Peningkatan Kapasitas Batu Bara Bahayakan Rencana Transisi Energi RI

  • Indonesia masih terus menambah kapasitas batu baranya meski telah komitmen melakukan transisi energi sesuai target Perjanjian Paris. Kapasitas batu bara yang beroperasi tercatat berlipat ganda sejak tahun 2015 menurut Global Coal Tracker. Hal ini disebut membahayakan rencana transisi energi RI.
Energi
Debrinata Rizky

Debrinata Rizky

Author

JAKARTA - Indonesia masih terus menambah kapasitas batu baranya meski telah komitmen melakukan transisi energi sesuai target Perjanjian Paris. Kapasitas batu bara yang beroperasi tercatat berlipat ganda sejak tahun 2015 menurut Global Coal Tracker. Hal ini disebut membahayakan rencana transisi energi RI.

Laporan terbaru Global Energy Monitor yang melacak rangkaian proyek baru pembangkit listrik batu bara global, menunjukkan lebih dari seperempat pembangkit listrik tenaga batu bara yang beroperasi di Indonesia adalah captive.

"Kapasitas pembangkit batu bara captive yang beroperasi di Indonesia saat ini sepuluh kali lebih banyak daripada tahun 2013. Sebagian besar sumber listrik captive ini diperuntukan untuk industri pengolahan logam. Di samping itu, proyek batu bara untuk mendukung industri smelter nikel juga bergerak cepat," ujar peneliti di Global Energy Monitor Lucy Hummer dilansir pada Kamis, 25 April 2024.

Pada saat yang sama, kata Lucy ketidak seriusan transisi Indonesia juga terlihat dari penurunan target capaian energi terbarukan.
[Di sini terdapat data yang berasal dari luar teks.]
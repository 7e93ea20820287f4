//! Get an ontology onto local disk in a known serialization.
//!
//! Remote sources are downloaded with format fallback into the work directory
//! and then detected; local files are detected in place. Either way the caller
//! ends up with a path plus the serialization that actually parsed, ready for a
//! model loader.

use crate::catalog::SerializationCandidate;
use crate::detect::{self, DetectedFormat, DetectionError};
use crate::negotiate::{self, FetchRequest, FetchResult, OrchestratorError, RequestError};
use crate::transport::Transport;
use serde::Serialize;
use std::path::{Path, PathBuf};
use thiserror::Error;

/// File name used for downloaded documents inside the work directory.
pub const DOWNLOAD_NAME: &str = "Ontology";

#[derive(Debug, Clone)]
pub enum OntologySource {
    Remote(String),
    Local(PathBuf),
}

/// A local document with its detected serialization.
#[derive(Debug, Clone, Serialize)]
pub struct AcquiredOntology {
    pub path: PathBuf,
    pub format: DetectedFormat,
    /// Present when the document was downloaded.
    pub download: Option<FetchResult>,
}

impl AcquiredOntology {
    pub fn canonical_filename(&self) -> String {
        self.format.canonical_filename()
    }
}

#[derive(Debug, Error)]
pub enum AcquireError {
    #[error(transparent)]
    Request(#[from] RequestError),
    #[error(transparent)]
    Download(#[from] OrchestratorError),
    #[error(transparent)]
    Detection(#[from] DetectionError),
}

/// Downloads (if remote) and detects the serialization of `source`.
pub fn acquire<T: Transport + ?Sized>(
    transport: &T,
    source: &OntologySource,
    work_dir: &Path,
    candidates: Vec<SerializationCandidate>,
    max_redirects: u32,
) -> Result<AcquiredOntology, AcquireError> {
    match source {
        OntologySource::Remote(uri) => {
            acquire_remote(transport, uri, work_dir, candidates, max_redirects)
        }
        OntologySource::Local(path) => acquire_local(path),
    }
}

pub fn acquire_remote<T: Transport + ?Sized>(
    transport: &T,
    uri: &str,
    work_dir: &Path,
    candidates: Vec<SerializationCandidate>,
    max_redirects: u32,
) -> Result<AcquiredOntology, AcquireError> {
    let request = FetchRequest::new(uri, work_dir.join(DOWNLOAD_NAME), candidates)?;
    let download = negotiate::download_with_fallback(transport, &request, max_redirects)
        .into_result()?;
    let format = detect::detect_with_base(
        download.destination(),
        &detect::default_decoders(),
        Some(request.source().as_str()),
    )?;
    if let Some(chosen) = download.chosen() {
        if chosen.name != format.name {
            tracing::info!(
                requested = %chosen.name,
                detected = %format.name,
                "served serialization differs from the negotiated one"
            );
        }
    }
    Ok(AcquiredOntology {
        path: download.destination().to_path_buf(),
        format,
        download: Some(download),
    })
}

pub fn acquire_local(path: &Path) -> Result<AcquiredOntology, AcquireError> {
    let format = detect::detect(path, &detect::default_decoders())?;
    Ok(AcquiredOntology {
        path: path.to_path_buf(),
        format,
        download: None,
    })
}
Awal tahun ini, Kementerian Energi dan Sumber Daya Mineral mengatakan akan mengurangi target energi terbarukan dari 23% pada 2025 yang ditetapkan oleh Dewan Energi Nasional menjadi berkisar antara 17 dan 19%.

Hal ini disebut sebagai langkah mundur ini dipilih meskipun Indonesia memiliki kapasitas solar dan angin berskala utilitas paling prospektif ketiga di Asia Tenggara, yakni sebesar 19 GW.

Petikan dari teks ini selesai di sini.